In a federal lawsuit that raises interesting free speech and religious freedom issues, LeNoir sued New Mexico State with discrimination. New Mexico State denies that any discrimination occurred, but it acknowledges that her view of homosexuality was the concern because it concluded that it “would have had an adverse impact” on her “ability to effectively coach and recruit players who identify as LGBT.”
The Washington Post cites the statement of Candice Wiggins, Stanford’s career scoring leader who played for four WNBA teams, earlier this year that 98 percent of the players in the WNBA are gay. She complained that she was pressured and ostracized for being straight.

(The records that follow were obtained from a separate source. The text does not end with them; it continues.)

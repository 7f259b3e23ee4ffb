use log::LevelFilter;
use serde::Deserialize;
use std::{fmt, fs, io, path::Path};


/// The default config source. This is written next to the real config by
/// [`load_config_write_default`], so that users can see every key.
pub const DEFAULT_CONFIG: &str = include_str!("default.toml");

#[derive(Clone, Debug, Deserialize, PartialEq)]
#[serde(default, rename_all = "kebab-case", deny_unknown_fields)]
pub struct Config {
  /// Only show info logs by default.
  pub log_level: LevelFilter,

  /// Where the resource table is loaded from.
  pub table: TableConfig,
}

#[derive(Clone, Debug, Deserialize, PartialEq)]
#[serde(default, rename_all = "kebab-case", deny_unknown_fields)]
pub struct TableConfig {
  pub source: TableSource,
  /// The path of the table. Only used when `source` is `local`.
  pub path:   String,
}

#[derive(Clone, Copy, Debug, Deserialize, PartialEq, Eq)]
pub enum TableSource {
  /// The table compiled into `pc_data`. This is the default.
  #[serde(rename = "bundled")]
  Bundled,
  /// A generated table read from disk at startup.
  #[serde(rename = "local")]
  Local,
}

impl Default for Config {
  fn default() -> Self { Config { log_level: LevelFilter::Info, table: TableConfig::default() } }
}
impl Default for TableConfig {
  fn default() -> Self {
    TableConfig { source: TableSource::Bundled, path: "data/blocks.json".into() }
  }
}

#[derive(Debug)]
pub enum ConfigError {
  IO(io::Error),
  Parse(toml::de::Error),
}

impl fmt::Display for ConfigError {
  fn fmt(&self, f: &mut fmt::Formatter) -> fmt::Result {
    match self {
      Self::IO(e) => write!(f, "{e}"),
      Self::Parse(e) => write!(f, "invalid config: {e}"),
    }
  }
}

impl std::error::Error for ConfigError {}

impl From<io::Error> for ConfigError {
  fn from(e: io::Error) -> Self { ConfigError::IO(e) }
}
impl From<toml::de::Error> for ConfigError {
  fn from(e: toml::de::Error) -> Self { ConfigError::Parse(e) }
}

impl Config {
  /// Parses a config from toml source. Any missing keys use their default.
  pub fn new_src(src: &str) -> Result<Self, ConfigError> { Ok(toml::from_str(src)?) }
}

/// Loads the config at the given path. If the file doesn't exist, a warning is
/// logged and the default config is used. If the file exists but cannot be
/// parsed, this returns an error.
pub fn load_config(path: impl AsRef<Path>) -> Result<Config, ConfigError> {
  let path = path.as_ref();
  match fs::read_to_string(path) {
    Ok(src) => Config::new_src(&src),
    Err(e) if e.kind() == io::ErrorKind::NotFound => {
      warn!("no config found at `{}`, using defaults", path.display());
      Ok(Config::default())
    }
    Err(e) => Err(e.into()),
  }
}

/// Same as [`load_config`], but also writes [`DEFAULT_CONFIG`] to
/// `default_path`. If that file cannot be written, a warning is logged.
pub fn load_config_write_default(
  path: impl AsRef<Path>,
  default_path: impl AsRef<Path>,
) -> Result<Config, ConfigError> {
  let default_path = default_path.as_ref();
  fs::write(default_path, DEFAULT_CONFIG).unwrap_or_else(|e| {
    warn!("could not write default configuration to disk at `{}`: {}", default_path.display(), e);
  });
  load_config(path)
}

At 16, LeNoir began dating a female basketball player. She then applied to college and played basketball as a self-identified lesbian. Nevertheless, she says that it never felt right. She believes that the Bible clearly mandates that homosexuality is a sin.
While playing professional ball in Greece, LeNoir did an interview over Skype with Christopher Hudson of the Forerunner Chronicles, a Christian organization. In the interview, she stated:
“I would say, it’s not worth it,” she said. “If you are in a same-sex relationship, it is not worth losing your soul. Whoever you’re in that relationship with, like the Lord told me, it will be the death of you. I just believe that you can overcome it. You can overcome and defeat sin . . . If you believe something that you were born gay or homosexual or whatever — if you feel you were born that way — I would say that you weren’t. God wouldn’t create you homosexual, then say in the Bible that it’s wrong, and then send you to hell. He doesn’t operate like that.”
The organization ran the interview on YouTube with the title “Sports, Fame, & Fornication.”
The university is claiming that Aggies’ coach, Mark Trakh, did not have authority to hire LeNoir. However, her counsel argues that the coach had already arranged to cut his own salary to pay LeNoir more. When she asked him why the offer was rescinded, she says that Trakh simply told her to take the video down and that such a video would bar her from any coaching job. She says that she was left with the impression that, if she returned to being a lesbian, she could keep the job.
Of course, a jury could well decide that the university did not make this decision on the basis of either LeNoir’s sexuality or faith. However, if her views were the cause for the termination, it would present a troubling conflict where one’s personal views of homosexuality is a criteria for hiring. LeNoir can obviously hold such views and not engage in discrimination against gay players. We will have to see if the contracting authority defense is accepted as true or rejected as a post hoc rationalization. In either case, this is clearly a case to watch.